I really like what SDL has to say about things that can lead to personal happiness; these are all aspects rooted in ourselves rather than other people, and he makes no bones about how much work any one of these revelations proved to be. I'm especially pleased to note that there isn't a single item on this list that I'm not already aware of, and at least poking at if not actually grappling with as part of my "Choose differently, every damned day" mandate for 2012/2013. The parts about facing truths and leaving behind the things we have long held to be truths (that are really other people's applied values we took as gospel without actually looking at in our own terms) is perhaps the hardest, ongoing part of the process. Letting go of those self-perceptions leads to a kind of groundless that can make it very difficult to make life be more about other people and what we give back to the world (as opposed to expecting the world to take care of us) - fear of the unknown more often leads to grasping at and clinging to anything that even remotely looks like security, even if it's just particular kinds of call-and-response behaviours designed to remind us we're not alone out here in the groundless darkness (a particular foible of mine, personally).

Tibetan Buddhism speaks frequently to the notion of "uncovering the authentic self", the "sanity we are born with" (as Chogyam Trungpa puts it). Yet in western society, we talk of "pursuing happiness" as if it is something external to ourselves, something at a distance to ourselves that is always moving in a way that requires us to chase after it, the way a fox chases after a rabbit. I have begun to suspect that while there are always external factors that can add to or detract from our degree of happiness in any given moment, it is our ability to be happy that is intrinsically central to our well-being, and we as a culture have piled so many external values on what happiness is, or is supposed to be, that we lose sight of our own native ability to *be* happy. Martin Seligman, one of the pioneers of positive psychology, even started hedging his bets around happiness by redefining what he feels is the central human ability to *flourish* as being something apart from "being happy" (I haven't finished reading his books yet; I'll get back to that explanation when I feel like I better understand what he's talking about).

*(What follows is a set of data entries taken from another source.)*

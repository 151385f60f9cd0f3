//! Readiness-driven X11 event source
//!
//! A blocking mio poller watches the X socket and wakes the tokio loop; the
//! loop then drains whatever x11rb has buffered without ever blocking on it.

use anyhow::{Context, Result};
use std::os::unix::io::{AsRawFd, RawFd};
use std::sync::Arc;
use std::time::Duration;
use tokio::sync::{Notify, oneshot};
use tracing::{info, trace, warn};
use x11rb::connection::Connection;
use x11rb::protocol::Event;
use x11rb::rust_connection::RustConnection;

const X11_TOKEN: mio::Token = mio::Token(0);

/// Poll timeout, bounds how long shutdown of the poller can lag
const POLL_INTERVAL: Duration = Duration::from_millis(100);

pub struct X11EventStream {
    conn: Arc<RustConnection>,
    readable: Arc<Notify>,
    /// Dropping this stops the poller thread
    _shutdown: oneshot::Receiver<()>,
}

impl X11EventStream {
    pub fn new(conn: Arc<RustConnection>) -> Result<Self> {
        let fd = conn.stream().as_raw_fd();
        let readable = Arc::new(Notify::new());
        let (stop_guard, shutdown) = oneshot::channel::<()>();

        spawn_poller(fd, readable.clone(), stop_guard)?;

        Ok(Self {
            conn,
            readable,
            _shutdown: shutdown,
        })
    }

    /// Wait until the X socket has data
    pub async fn readable(&self) {
        self.readable.notified().await;
    }

    /// Take every event x11rb has already read or can read without blocking
    pub fn drain(&self) -> Result<Vec<Event>> {
        let mut events = Vec::new();
        while let Some(event) = self.conn.poll_for_event()? {
            events.push(event);
        }
        if !events.is_empty() {
            trace!("Drained {} X11 event(s)", events.len());
        }
        Ok(events)
    }

    /// Push out queued requests
    pub fn flush(&self) -> Result<()> {
        self.conn.flush()?;
        Ok(())
    }
}

fn spawn_poller(fd: RawFd, readable: Arc<Notify>, stop_guard: oneshot::Sender<()>) -> Result<()> {
    let mut poll = mio::Poll::new().context("Failed to create mio Poll")?;
    poll.registry()
        .register(&mut mio::unix::SourceFd(&fd), X11_TOKEN, mio::Interest::READABLE)
        .context("Failed to register X11 socket with mio")?;

    tokio::task::spawn_blocking(move || {
        let mut events = mio::Events::with_capacity(1);
        loop {
            if stop_guard.is_closed() {
                info!("X11 poller shutting down");
                return;
            }

            if let Err(e) = poll.poll(&mut events, Some(POLL_INTERVAL)) {
                warn!("X11 socket poll failed: {:?}", e);
                continue;
            }

            if events.iter().any(|event| event.token() == X11_TOKEN) {
                readable.notify_one();
            }
        }
    });

    Ok(())
}
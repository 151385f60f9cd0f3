//! Shared geometry types used by the shield core and the X11 host.

pub mod geometry;

pub use geometry::{Geometry, Monitor};
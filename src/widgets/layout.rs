//! Widget placement
//!
//! Every monitor is split into a 3x3 grid. While the unlock dialog is up,
//! widgets sit at fixed "awake" anchor cells on the monitor under the
//! pointer; the centre cell always belongs to the dialog. While idle,
//! widgets float between random cells of all monitors.

use std::collections::HashSet;
use tracing::{debug, warn};

use crate::shared::Geometry;

/// One cell of the 3x3 grid
#[derive(Debug, Clone, Copy, PartialEq, Eq, Hash)]
pub struct Cell {
    pub row: u8,
    pub col: u8,
}

impl Cell {
    pub const TOP_LEFT: Cell = Cell::new(0, 0);
    pub const TOP_CENTER: Cell = Cell::new(0, 1);
    pub const TOP_RIGHT: Cell = Cell::new(0, 2);
    pub const CENTER_LEFT: Cell = Cell::new(1, 0);
    pub const CENTER: Cell = Cell::new(1, 1);
    pub const CENTER_RIGHT: Cell = Cell::new(1, 2);
    pub const BOTTOM_LEFT: Cell = Cell::new(2, 0);
    pub const BOTTOM_CENTER: Cell = Cell::new(2, 1);
    pub const BOTTOM_RIGHT: Cell = Cell::new(2, 2);

    /// All cells, row by row
    pub const ALL: [Cell; 9] = [
        Cell::TOP_LEFT,
        Cell::TOP_CENTER,
        Cell::TOP_RIGHT,
        Cell::CENTER_LEFT,
        Cell::CENTER,
        Cell::CENTER_RIGHT,
        Cell::BOTTOM_LEFT,
        Cell::BOTTOM_CENTER,
        Cell::BOTTOM_RIGHT,
    ];

    pub const fn new(row: u8, col: u8) -> Self {
        Self { row, col }
    }
}

/// Cell reserved for the unlock dialog
pub const DIALOG_CELL: Cell = Cell::CENTER;

/// Where an idle widget currently floats
#[derive(Debug, Clone, Copy, PartialEq, Eq, Hash)]
pub struct FloatPosition {
    pub monitor: usize,
    pub cell: Cell,
}

/// Occupied awake anchors and floating positions
#[derive(Debug)]
pub struct Occupancy {
    awake: HashSet<Cell>,
    floating: HashSet<FloatPosition>,
}

impl Occupancy {
    pub fn new() -> Self {
        let mut occupancy = Self {
            awake: HashSet::new(),
            floating: HashSet::new(),
        };
        occupancy.reset();
        occupancy
    }

    /// Forget every claim, keeping only the dialog cell reserved
    pub fn reset(&mut self) {
        self.awake.clear();
        self.awake.insert(DIALOG_CELL);
        self.floating.clear();
    }

    /// Claim an awake anchor for a widget.
    ///
    /// On conflict the first free cell (row by row) is used instead. When the
    /// grid is full the wanted cell is returned anyway; dropping the widget
    /// would be worse than an overlap.
    pub fn claim_awake(&mut self, wanted: Cell, owner: &str) -> Cell {
        if self.awake.insert(wanted) {
            return wanted;
        }

        match Cell::ALL.iter().copied().find(|c| !self.awake.contains(c)) {
            Some(free) => {
                warn!(
                    "Awake position {:?} for widget '{}' is taken, moving it to {:?}",
                    wanted, owner, free
                );
                self.awake.insert(free);
                free
            }
            None => {
                warn!(
                    "No free awake position for widget '{}', overlapping at {:?}",
                    owner, wanted
                );
                wanted
            }
        }
    }

    /// Pick a random unoccupied floating position across all monitors
    pub fn assign_float(&mut self, monitor_count: usize, rng: &mut fastrand::Rng) -> FloatPosition {
        let monitor_count = monitor_count.max(1);
        let free: Vec<FloatPosition> = (0..monitor_count)
            .flat_map(|monitor| Cell::ALL.iter().map(move |&cell| FloatPosition { monitor, cell }))
            .filter(|position| !self.floating.contains(position))
            .collect();

        let position = if free.is_empty() {
            debug!("Every floating position is taken, allowing overlap");
            FloatPosition {
                monitor: rng.usize(..monitor_count),
                cell: Cell::ALL[rng.usize(..Cell::ALL.len())],
            }
        } else {
            free[rng.usize(..free.len())]
        };

        self.floating.insert(position);
        position
    }

    /// Drop every floating claim before a full reassignment
    pub fn clear_floating(&mut self) {
        self.floating.clear();
    }

    pub fn awake_cells(&self) -> &HashSet<Cell> {
        &self.awake
    }

    pub fn floating_positions(&self) -> &HashSet<FloatPosition> {
        &self.floating
    }
}

impl Default for Occupancy {
    fn default() -> Self {
        Self::new()
    }
}

/// Rectangle covered by a grid cell of a monitor
pub fn cell_geometry(monitor: &Geometry, cell: Cell) -> Geometry {
    let width = monitor.width / 3;
    let height = monitor.height / 3;

    Geometry {
        x: monitor.x + (cell.col as u32 * width) as i32,
        y: monitor.y + (cell.row as u32 * height) as i32,
        width,
        height,
    }
}

/// Center a widget in its cell, clamping it to the cell size.
///
/// Width is clamped first and the height is then asked for against the
/// clamped width, so wrapped content never spills into a neighbouring cell.
pub fn fit_in_cell(
    cell: &Geometry,
    preferred_width: u32,
    height_for_width: impl FnOnce(u32) -> u32,
) -> Geometry {
    let width = preferred_width.min(cell.width);
    let height = height_for_width(width).min(cell.height);

    Geometry {
        x: cell.x + ((cell.width - width) / 2) as i32,
        y: cell.y + ((cell.height - height) / 2) as i32,
        width,
        height,
    }
}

SDL's Dan and I disagree a little on the idea of facing demons and putting them behind us; and maybe it's more a case of differing lexicon than disagreement. He identifies guilt for specific actions as being demons to face down and vanquish; in my world, demons are more the programmed behavioural patterns that may or may not ever truly go away, intermeshed as they are at a near-atomic level with deeply-held values we think we must sustain in order to maintain our self-impressions. I can forgive myself for specific actions but it's much harder to grapple with the pervasive valuations tied to what are known *patterns*. They are similar, but I think different, issues and approaches. One can easily forgive a tree for blocking the path, but it's harder
to forgive an entire forest for blocking the countryside. One can move a single fallen tree; one has to learn how to move through the forest.

By the same token, I always have a little trouble with "accept who you are"-type admonishments. One of the things I have come to accept about myself is that I am, as others have noted, "relentlessly self-discovering", even if, like all archaeological projects, sometimes the digging around is unproductive or in the wrong place. Part of that self-discovery process, however, lies at odds with the idea of just "accepting things as they are". I don't know what about me can change, and what cannot, or what can change with short-term concentrated efforts and what will only change will gradual evolutionary pacing. In recent years I have come to question everything; sometimes it's an overlay of paranoia rooted in my own issues with trust and security, and sometimes it's more of the "well, THAT didn't work, I wonder what I should try NEXT" kind of questioning. Maybe what I need to do is just accept that self-questioning *IS* the who-I-am aspect I need to work on accepting.

Oooo, I just *LOVE* self-referential philosophy. It's so meta, or something...

The article is a good read. Expand all the sections, he's got some good articulations for common places where good people fall down on themselves. These are all good points to bear in mind, even if an 11 point list seems like a facile way of addressing what ultimately becomes the work of a lifetime to confront and investigate and deal with from there.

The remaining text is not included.